How to make your meetings more productive

Honestly, could your last meeting have been an email?

Find out more about how to make your meetings more productive. Tips to make them more effective and decisive

Stefan Suckow

Reading time: 3 min

Meetings are an undeniable part of our business life, they consume valuable time and often make us wonder whether they could have been condensed into a simple email. Yet despite their potential for efficiency, meetings persist as a cornerstone of organisational culture. Why do we organisations struggle so much to hold effective and productive meetings?

In today’s fast-paced business world, productivity and efficiency are more important than ever. And for us as an organisation, it is essential to optimise all aspects of our operations. One area that often holds significant potential for improvement is the meetings culture. Meetings are essential to business life, but all too often they can become unproductive time sinks that hinder progress rather than facilitate it.

However, by transforming our meeting culture, we can unlock new levels of productivity and efficiency while fostering greater collaboration and creativity.

Understanding the paradox

At the heart of the matter is the concept of meeting culture, a complex issue woven with the threads of tradition, hierarchy and communication styles, accelerated by Covid-19. On the one hand, there is the need for structure and guidelines to ensure that meetings serve their purpose. On the other, there is the challenge of changing behaviours, overcoming complacency and resistance to new approaches.

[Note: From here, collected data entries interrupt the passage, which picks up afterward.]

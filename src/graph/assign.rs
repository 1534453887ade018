//! Component assignment policies.
//!
//! Each policy maps (class, declaring file) to a component label; the
//! [`ComponentGraph`](super::ComponentGraph) only ever sees the labels.

use serde::{Deserialize, Serialize};
use std::path::{Path, PathBuf};
use std::sync::Mutex;

use super::component::ComponentAssigner;
use super::package_name::PackageNameCache;

/// Which assigner the `components` command uses.
#[derive(Debug, Clone, Copy, PartialEq, Eq, Default, Serialize, Deserialize)]
#[serde(rename_all = "kebab-case")]
pub enum ComponentPolicy {
    #[default]
    TopSegment,
    PackageName,
}

fn canonical_roots(roots: &[PathBuf]) -> Vec<PathBuf> {
    roots
        .iter()
        .map(|root| std::fs::canonicalize(root).unwrap_or_else(|_| root.clone()))
        .collect()
}

/// The deepest root that contains `file`.
fn owning_root<'r>(roots: &'r [PathBuf], file: &Path) -> Option<&'r Path> {
    roots
        .iter()
        .filter(|root| file.starts_with(root))
        .max_by_key(|root| root.components().count())
        .map(PathBuf::as_path)
}

/// First path segment under the source root.
///
/// `<root>/billing/src/Invoice.php` → `billing`. Files directly inside the
/// root belong to a component named after the root directory.
#[derive(Debug, Clone)]
pub struct TopSegment {
    roots: Vec<PathBuf>,
}

impl TopSegment {
    pub fn new(roots: &[PathBuf]) -> Self {
        Self {
            roots: canonical_roots(roots),
        }
    }

    fn segment(&self, file: &Path) -> Option<String> {
        let root = owning_root(&self.roots, file)?;
        let rel = file.strip_prefix(root).ok()?;
        let mut components = rel.components();
        let first = components.next()?;
        if components.next().is_none() {
            return root
                .file_name()
                .map(|name| name.to_string_lossy().into_owned());
        }
        Some(first.as_os_str().to_string_lossy().into_owned())
    }
}

impl ComponentAssigner for TopSegment {
    fn component_for(&self, _class: &str, file: &Path) -> Option<String> {
        self.segment(file)
    }
}

/// Nearest `composer.json` name between the file's directory and its root.
/// Falls back to [`TopSegment`].
#[derive(Debug)]
pub struct PackageName {
    fallback: TopSegment,
    cache: Mutex<PackageNameCache>,
}

impl PackageName {
    pub fn new(roots: &[PathBuf], cache: PackageNameCache) -> Self {
        Self {
            fallback: TopSegment::new(roots),
            cache: Mutex::new(cache),
        }
    }

    /// Hand the cache back, e.g. to save it.
    pub fn into_cache(self) -> PackageNameCache {
        match self.cache.into_inner() {
            Ok(cache) => cache,
            Err(poisoned) => poisoned.into_inner(),
        }
    }

    fn package_of(&self, file: &Path) -> Option<String> {
        let root = owning_root(&self.fallback.roots, file)?;
        let mut cache = match self.cache.lock() {
            Ok(guard) => guard,
            Err(poisoned) => poisoned.into_inner(),
        };
        let mut dir = file.parent();
        while let Some(current) = dir {
            if let Some(name) = cache.lookup(current) {
                return Some(name);
            }
            if current == root {
                break;
            }
            dir = current.parent();
        }
        None
    }
}

impl ComponentAssigner for PackageName {
    fn component_for(&self, class: &str, file: &Path) -> Option<String> {
        self.package_of(file)
            .or_else(|| self.fallback.component_for(class, file))
    }
}

/// Every class is its own component.
#[derive(Debug, Clone, Copy, Default)]
pub struct PerClass;

impl ComponentAssigner for PerClass {
    fn component_for(&self, class: &str, _file: &Path) -> Option<String> {
        Some(class.to_string())
    }
}

#[cfg(test)]
mod tests {
    use super::*;
    use std::fs;
    use tempfile::TempDir;

    #[test]
    fn test_top_segment() {
        let temp_dir = TempDir::new().unwrap();
        let root = fs::canonicalize(temp_dir.path()).unwrap();
        let assigner = TopSegment::new(&[root.clone()]);

        assert_eq!(
            assigner.component_for("A", &root.join("billing/src/Invoice.php")),
            Some("billing".to_string())
        );
        let root_name = root.file_name().unwrap().to_string_lossy().into_owned();
        assert_eq!(
            assigner.component_for("A", &root.join("Loose.php")),
            Some(root_name)
        );
        assert_eq!(assigner.component_for("A", Path::new("/elsewhere/X.php")), None);
    }

    #[test]
    fn test_package_name_with_fallback() {
        let temp_dir = TempDir::new().unwrap();
        let root = fs::canonicalize(temp_dir.path()).unwrap();
        fs::create_dir_all(root.join("billing/src/Model")).unwrap();
        fs::create_dir_all(root.join("api/src")).unwrap();
        fs::write(root.join("billing/composer.json"), r#"{"name": "acme/billing"}"#).unwrap();

        let assigner = PackageName::new(&[root.clone()], PackageNameCache::in_memory());
        assert_eq!(
            assigner.component_for("I", &root.join("billing/src/Model/Invoice.php")),
            Some("acme/billing".to_string())
        );
        assert_eq!(
            assigner.component_for("C", &root.join("api/src/Controller.php")),
            Some("api".to_string())
        );

        let cache = assigner.into_cache();
        assert_eq!(cache.get(&root.join("billing")), Some("acme/billing"));
    }

    #[test]
    fn test_per_class() {
        assert_eq!(
            PerClass.component_for("App\\A", Path::new("a.php")),
            Some("App\\A".to_string())
        );
    }
}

In many companies, meetings have become a default mode of communication, a universal solution for addressing problems, making decisions and disseminating information. However, this default approach often leads to a proliferation of unnecessary meetings, draining resources and decreasing productivity. The paradox lies in the fact that while meetings are meant to improve collaboration and efficiency, they often have the opposite effect. Poorly structured meetings lack clear objectives, go off-topic and fail to engage participants effectively. As a result, valuable time is wasted and frustrations increase.

Breaking the cycle

Transforming the culture of meetings requires a multi-faceted approach that addresses both structural and behavioural elements. In recent months, we have conducted many pilot projects on the topic of meeting culture with the aim of understanding the symptoms, but also trying to identify the root causes.

Factors for changing behaviour in meetings

In summary, we see four key factors for changing behaviour in meetings:

  • Establishing guidelines, principles and standards to address key issues
  • Encourage members to be responsible in presenting their issues.
  • Taking adaptability as a cultural driver
  • Apply interventions in the appropriate order to challenge the status quo.

MEET: the guidelines to make your meetings more productive

Last March we launched a set of meeting guidelines, called MEET, as a framework for productive discussions. MEET stands for Meaningful, Efficient, Exact and Tangible, embodying our commitment to making every meeting count.

Promoting accountability

Leaders play a critical role in modelling and reinforcing positive behaviours in meetings. By holding themselves and others accountable for adhering to meeting guidelines, leaders can set expectations and drive top-down cultural change.

Tailoring meetings to needs

An effective meeting culture recognises that there is no single standard. Companies must be willing to adapt their meeting practices to the needs of different teams, projects and objectives. This may involve experimenting with alternative formats, but also reflecting honestly on the environment chosen for each meeting. Face-to-face meetings are invaluable, especially when it comes to problem solving and innovation.

Challenging the status quo and overcoming resistance

Resistance to change is a natural human instinct, rooted in fear of the unknown and reluctance to alter familiar routines. Transforming the culture of meetings requires confronting this resistance head-on, and sometimes it also needs a little nudge. With MEET interventions, such as adding a “meeting budget calculator” or implementing “doomsday” (deleting all meetings from the calendar for a certain time), we can break daily routines and awaken our conscience about established meeting behaviours.

At O2 Telefónica, we have embarked on this journey towards a more efficient and productive meetings culture. I will keep you updated on our learnings, tricks and our journey towards transforming meetings into meaningful, efficient and tangible experiences.

I hope this text has inspired you to question your own meeting behaviour or helped you to turn your next meeting into an email or to have a structured pre-reading.